Un encuentro de narices Un día más, como desde hace cinco años, algunos menos que los que llevaba casada, estaba a punto de terminar su turno de noche en la unidad neonatal de un gran hospital. Al acabar repetía ese ritual que se había ido instalando en su quehacer diario sin sentir, que le proporcionaba una sensación agradable de seguridad y satisfacción de la labor bien hecha, y que forzosamente acababa con una visita rápida a los bebés que más la necesitaban, investida de una sonrisa, porque estaba convencida de que la percibían, como ella les percibía a ellos. Apenas se paraba un momento, Pacha-mama infantil, e inspiraba profundamente. Le encantaba percibir aquel olor a pan recién hecho, a galleta, a vainilla, a leche materna, a lluvia de primavera, y por qué no, a medicamentos. Era un momento íntimo, especial, que la embriagaba e indudablemente ponía en marcha la endomorfinas de su cerebro, las hormonas de la felicidad. Era su dosis necesaria para volver a ese hogar que se había ido enfriando en los desencuentros, los silencios y las rutinas. Sin embargo, algo cambió aquella mañana al pasar por la tienda donde solía comprar los cruasanes que llevaba al hogar para desayunar. Alguna conexión secreta en su cerebro se activó y, por primera vez, mientras mordisqueaba distraída uno de aquellos manjares recién horneados, se dijo que si quería cambiar el mundo, tenía que empezar por cambiar ella. ¿Quién dice que el matrimonio es la tumba del erotismo?

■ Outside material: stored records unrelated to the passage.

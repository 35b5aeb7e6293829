use axum::extract::{Path, Query, State};
use axum::Json;

use crate::auth::extractor::AuthUser;
use crate::db;
use crate::error::AppError;
use crate::models::Job;
use crate::schemas::job::{JobListQuery, JobMatch};
use crate::state::SharedState;

/// Jobs offered by the match listing. Matching is not implemented yet; every
/// entry carries the same canned percentage and skill gap.
const MATCH_LIMIT: i64 = 5;
const MATCH_PERCENTAGE: u8 = 95;
const MATCH_MISSING_SKILLS: &[&str] = &["Kubernetes"];

pub async fn list(
    State(state): State<SharedState>,
    Query(query): Query<JobListQuery>,
) -> Result<Json<Vec<Job>>, AppError> {
    let jobs = db::jobs::list(&state.pool, query.skip.max(0), query.limit).await?;
    Ok(Json(jobs))
}

pub async fn matched(
    auth: AuthUser,
    State(state): State<SharedState>,
) -> Result<Json<Vec<JobMatch>>, AppError> {
    tracing::debug!(user_id = auth.user_id, "Listing job matches");

    let jobs = db::jobs::list(&state.pool, 0, MATCH_LIMIT).await?;
    let matches = jobs
        .into_iter()
        .map(|job| JobMatch {
            job,
            match_percentage: MATCH_PERCENTAGE,
            missing_skills: MATCH_MISSING_SKILLS.iter().map(|s| s.to_string()).collect(),
        })
        .collect();

    Ok(Json(matches))
}

pub async fn get(
    State(state): State<SharedState>,
    Path(id): Path<i64>,
) -> Result<Json<Job>, AppError> {
    let job = db::jobs::find_by_id(&state.pool, id)
        .await?
        .ok_or_else(|| AppError::NotFound("Job not found".to_string()))?;
    Ok(Json(job))
}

La invadió una ola de entusiasmo y una sensación olvidada la recorrió la espina dorsal con estallido en el hueco central de su entrepierna. Sus orígenes tropicales, su nombre, Jacaranda, de origen guaraní “la que tiene perfume, la que es fragante” y su sangre caliente despertaron su instinto más animal y primitivo: su olfato. Sin darse cuenta empezó a idear, con cierta malicia y picardía un plan. Se deleitaba planificando el juego de la provocación. Se pasó por el gran supermercado que había cercano a casa. Con deleite, con delectación morosa de pensamiento prohibido, pero con la certeza de llevarlo a término, con una

complacencia deliberada, hizo acopio de todo lo necesario. Caminó por las distintas secciones, deteniéndose especialmente en la frutas fresca, los dulces y algún otro departamento que le atacó directamente a la pituitaria. Al entrar en casa, Luis merodeaba por la cocina como de costumbre, en pijama, medio adormilado todavía, le dio un beso sin entusiasmo, esperable, sin mensaje. Ella contestó con un sonido gutural indescifrable, dejó la bolsita con los cruasanes sobrantes sobre la encimera, y fue derecha al dormitorio conyugal. Apenas cinco minutos después le llamó con urgencia, y él acudió solícito, desprevenido.